Saturday, June 20, 2009

Review of Why Evolution is True By Jerry A. Coyne

Review of Why Evolution is True
By Jerry A. Coyne
Review by C. Paula de los Angeles

Darwin matters because evolution matters. Evolution matters because science matters. Science matters because it is the preeminent story of our age, an epic saga about who we are, where we came from, and where we are going.
–Michael Shermer


Out of all the books on Darwin and evolution I have read this quarter, a University of Chicago biology professor’s, Jerry A. Coyne’s Why Evolution is True has been my favorite. Opening with the above quote, everything about this book was elegant and tight—the writing, the explanations, the questions asked and answered. The student of both leading biologists Ernst Mayr and Stephen Jay Gould, Coyne provides a comprehensive and convincing dissertation on why evolution is true, science-that’s explained-in-a-way-that’s-easy-to-understand included. In a way, Why Evolution is True is an updated Origin, with all the recent developments in biology filled in—the new fossils, the population genetics, the evolutionary developmental biology; it’s all there.

My two favorite chapters were 1) Chapter Three, Remnants: Vestiges, Embryos, and Bad Designs and 2) Chapter Eight, What about us?. The former explains how the imperfect designs of humans and animals do not lend credence to an Intelligent Designer, or watchmaker in the words of antecedent theological William Paley. He cites ostriches that can’t fly, the human tial or coccyx, and pseudogenes like GLO, which doesn’t allow humans to make vitamin C, though most primates and guinea pigs can. The latter chapter proposes that evolution may still be in action, humans are evolving, citing the variable ability to digest lactose across human populations and drug resistance as examples. In an explanation of race, Coyne argues, the presence of different races in humans shows that our populations were geographically separated long enough to allow some genetic divergence to occur.

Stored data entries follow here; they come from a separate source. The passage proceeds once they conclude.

use std::collections::HashSet;

use crate::error::CatalogError;
use crate::models::filter::FilterCriteria;
use crate::models::job::JobPosting;
use crate::models::search::SearchQuery;
use crate::pagination::{self, PageInfo};
use crate::sources::JobSource;

pub const DEFAULT_PAGE_SIZE: usize = 6;

/// Engine settings. Fetch behavior such as simulated latency belongs to the
/// `JobSource`.
#[derive(Debug, Clone, PartialEq, Eq)]
pub struct CatalogSettings {
    pub page_size: usize,
}

impl Default for CatalogSettings {
    fn default() -> Self {
        Self {
            page_size: DEFAULT_PAGE_SIZE,
        }
    }
}

/// The job catalog and its current result set.
///
/// The result set is kept as ascending indices into the full list, so it is
/// always an order-preserving subsequence of it. Every filter, search and
/// reset reevaluates the full list and moves back to page 1.
#[derive(Debug, Clone)]
pub struct Catalog {
    jobs: Vec<JobPosting>,
    results: Vec<usize>,
    current_page: usize,
    page_size: usize,
}

impl Catalog {
    pub fn new(jobs: Vec<JobPosting>, settings: &CatalogSettings) -> Result<Self, CatalogError> {
        if settings.page_size == 0 {
            return Err(CatalogError::InvalidPageSize);
        }
        let mut seen = HashSet::with_capacity(jobs.len());
        for job in &jobs {
            if !seen.insert(job.id) {
                tracing::warn!("Rejecting catalog: job id {} appears twice", job.id);
                return Err(CatalogError::DuplicateId(job.id));
            }
        }

        Ok(Self {
            results: (0..jobs.len()).collect(),
            jobs,
            current_page: 1,
            page_size: settings.page_size,
        })
    }

    /// Load the whole catalog from `source`. Nothing is observable until the
    /// fetch has completed and validated.
    pub async fn load(
        source: &dyn JobSource,
        settings: &CatalogSettings,
    ) -> Result<Self, CatalogError> {
        tracing::info!("Loading catalog from '{}' source...", source.name());
        let jobs = source.fetch().await.inspect_err(|e| {
            tracing::error!("Catalog source '{}' failed: {e}", source.name());
        })?;
        let catalog = Self::new(jobs, settings)?;
        tracing::info!(
            "Catalog loaded: {} jobs, {} per page",
            catalog.jobs.len(),
            catalog.page_size
        );
        Ok(catalog)
    }

    pub fn all_jobs(&self) -> &[JobPosting] {
        &self.jobs
    }

    /// Every posting in the current result set, in catalog order.
    pub fn results(&self) -> Vec<&JobPosting> {
        self.results.iter().map(|&i| &self.jobs[i]).collect()
    }

    pub fn current_page(&self) -> usize {
        self.current_page
    }

    pub fn page_size(&self) -> usize {
        self.page_size
    }

    pub fn set_page_size(&mut self, page_size: usize) -> Result<(), CatalogError> {
        if page_size == 0 {
            return Err(CatalogError::InvalidPageSize);
        }
        self.page_size = page_size;
        self.current_page = self.current_page.clamp(1, self.total_pages().max(1));
        Ok(())
    }

    pub fn total_count(&self) -> usize {
        self.results.len()
    }

    pub fn total_pages(&self) -> usize {
        pagination::total_pages(self.results.len(), self.page_size)
    }

    /// Jobs on `page` (defaults to the current page). Page 0 and pages past
    /// the end are empty.
    pub fn get_page(&self, page: Option<usize>) -> Vec<&JobPosting> {
        let page = page.unwrap_or(self.current_page);
        match pagination::page_bounds(page, self.page_size, self.results.len()) {
            Some(range) => self.results[range].iter().map(|&i| &self.jobs[i]).collect(),
            None => Vec::new(),
        }
    }

    /// Advance one page. At the last page nothing moves and nothing is returned.
    pub fn next_page(&mut self) -> Vec<&JobPosting> {
        if self.current_page >= self.total_pages() {
            return Vec::new();
        }
        self.current_page += 1;
        tracing::debug!("Advanced to page {}", self.current_page);
        self.get_page(None)
    }

    /// Go back one page. At the first page nothing moves and nothing is returned.
    pub fn previous_page(&mut self) -> Vec<&JobPosting> {
        if self.current_page <= 1 {
            return Vec::new();
        }
        self.current_page -= 1;
        tracing::debug!("Went back to page {}", self.current_page);
        self.get_page(None)
    }

    /// Jump to `page` if it exists; otherwise leave the state alone and return
    /// nothing.
    pub fn go_to_page(&mut self, page: usize) -> Vec<&JobPosting> {
        if page == 0 || page > self.total_pages() {
            tracing::debug!("Ignoring jump to page {page} of {}", self.total_pages());
            return Vec::new();
        }
        self.current_page = page;
        self.get_page(None)
    }

    pub fn apply_filters(&mut self, criteria: &FilterCriteria) -> Vec<&JobPosting> {
        self.select(|job| criteria.matches(job));
        tracing::debug!(
            "Filters matched {} of {} jobs",
            self.results.len(),
            self.jobs.len()
        );
        self.get_page(None)
    }

    /// Keyword/location search over the full catalog. Blank terms on both
    /// sides reset to every job.
    pub fn search(&mut self, keyword: &str, location: &str) -> Vec<&JobPosting> {
        let query = SearchQuery::new(keyword, location);
        if query.is_empty() {
            return self.reset();
        }
        self.select(|job| query.matches(job));
        tracing::debug!(
            "Search '{keyword}' in '{location}' matched {} jobs",
            self.results.len()
        );
        self.get_page(None)
    }

    /// Drop any filter or search and show the full catalog from page 1.
    pub fn reset(&mut self) -> Vec<&JobPosting> {
        self.results = (0..self.jobs.len()).collect();
        self.current_page = 1;
        self.get_page(None)
    }

    pub fn page_info(&self) -> PageInfo {
        let total_pages = self.total_pages();
        PageInfo {
            current_page: self.current_page,
            total_pages,
            total_count: self.results.len(),
            page_size: self.page_size,
            has_previous: self.current_page > 1,
            has_next: self.current_page < total_pages,
        }
    }

    fn select(&mut self, predicate: impl Fn(&JobPosting) -> bool) {
        self.results = self
            .jobs
            .iter()
            .enumerate()
            .filter(|(_, job)| predicate(job))
            .map(|(i, _)| i)
            .collect();
        self.current_page = 1;
    }
}

#[cfg(test)]
mod tests {
    use super::*;
    use crate::sources::SeedSource;

    fn seed(page_size: usize) -> Catalog {
        let settings = CatalogSettings { page_size };
        Catalog::new(SeedSource::jobs().unwrap(), &settings).unwrap()
    }

    fn ids(jobs: &[&JobPosting]) -> Vec<u32> {
        jobs.iter().map(|j| j.id).collect()
    }

    #[test]
    fn starts_with_every_job_on_page_one() {
        let catalog = seed(DEFAULT_PAGE_SIZE);
        assert_eq!(catalog.total_count(), 7);
        assert_eq!(catalog.total_pages(), 2);
        assert_eq!(catalog.current_page(), 1);
        assert_eq!(ids(&catalog.get_page(None)), vec![1, 2, 3, 4, 5, 6]);
    }

    #[test]
    fn rejects_zero_page_size_and_duplicate_ids() {
        let settings = CatalogSettings { page_size: 0 };
        assert!(matches!(
            Catalog::new(Vec::new(), &settings),
            Err(CatalogError::InvalidPageSize)
        ));

        let mut jobs = SeedSource::jobs().unwrap();
        jobs.push(jobs[0].clone());
        assert!(matches!(
            Catalog::new(jobs, &CatalogSettings::default()),
            Err(CatalogError::DuplicateId(1))
        ));
    }

    #[test]
    fn next_page_stops_at_the_end() {
        let mut catalog = seed(5);
        assert_eq!(ids(&catalog.next_page()), vec![6, 7]);
        assert_eq!(catalog.current_page(), 2);
        assert!(catalog.next_page().is_empty());
        assert_eq!(catalog.current_page(), 2);
    }

    #[test]
    fn previous_page_stops_at_the_start() {
        let mut catalog = seed(5);
        assert!(catalog.previous_page().is_empty());
        assert_eq!(catalog.current_page(), 1);

        catalog.next_page();
        assert_eq!(ids(&catalog.previous_page()), vec![1, 2, 3, 4, 5]);
        assert_eq!(catalog.current_page(), 1);
    }

    #[test]
    fn go_to_page_ignores_missing_pages() {
        let mut catalog = seed(3);
        assert_eq!(ids(&catalog.go_to_page(3)), vec![7]);
        assert!(catalog.go_to_page(4).is_empty());
        assert!(catalog.go_to_page(0).is_empty());
        assert_eq!(catalog.current_page(), 3);
    }

    #[test]
    fn get_page_does_not_move_current_page() {
        let catalog = seed(2);
        assert_eq!(ids(&catalog.get_page(Some(4))), vec![7]);
        assert_eq!(catalog.current_page(), 1);
    }

    #[test]
    fn filtering_resets_to_first_page() {
        let mut catalog = seed(2);
        catalog.go_to_page(3);
        let page = catalog.apply_filters(&FilterCriteria {
            category: vec!["ai-engineer".into()],
            ..Default::default()
        });
        assert_eq!(ids(&page), vec![1, 2]);
        assert_eq!(catalog.current_page(), 1);
        assert_eq!(catalog.total_count(), 3);
    }

    #[test]
    fn search_resets_to_first_page() {
        let mut catalog = seed(2);
        catalog.next_page();
        let page = catalog.search("data", "");
        assert_eq!(ids(&page), vec![3, 4]);
        assert_eq!(catalog.current_page(), 1);
        assert_eq!(catalog.total_count(), 3);
    }

    #[test]
    fn shrinking_results_then_resizing_keeps_page_in_range() {
        let mut catalog = seed(1);
        catalog.go_to_page(7);
        catalog.set_page_size(5).unwrap();
        assert_eq!(catalog.current_page(), 2);
        catalog.set_page_size(10).unwrap();
        assert_eq!(catalog.current_page(), 1);
        assert!(matches!(
            catalog.set_page_size(0),
            Err(CatalogError::InvalidPageSize)
        ));
    }

    #[test]
    fn page_info_reports_navigation() {
        let mut catalog = seed(5);
        let info = catalog.page_info();
        assert_eq!(info.total_pages, 2);
        assert!(!info.has_previous);
        assert!(info.has_next);

        catalog.next_page();
        let info = catalog.page_info();
        assert_eq!(info.current_page, 2);
        assert!(info.has_previous);
        assert!(!info.has_next);
    }

    #[test]
    fn empty_result_set_stays_on_page_one() {
        let mut catalog = seed(6);
        assert!(catalog.search("cobol", "").is_empty());
        assert_eq!(catalog.total_pages(), 0);
        assert_eq!(catalog.current_page(), 1);
        assert!(catalog.next_page().is_empty());
        assert!(catalog.previous_page().is_empty());
        assert_eq!(catalog.current_page(), 1);
    }
}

What is most compelling is Coyne’s logic and attitude. Though he seems frustrated that we still have to convince the public of “why evolution is true”, 150 years after natural selection was proposed by Darwin, he is patient with the reader. Coyne is enthusiastic and is able to explain the biology, the science, and its importancein a simple and elegant way. For Darwin, the scientists, and every individuals, evolution matters. To the body of literature, popular science, and research on evolution, Why Evolution is True matters.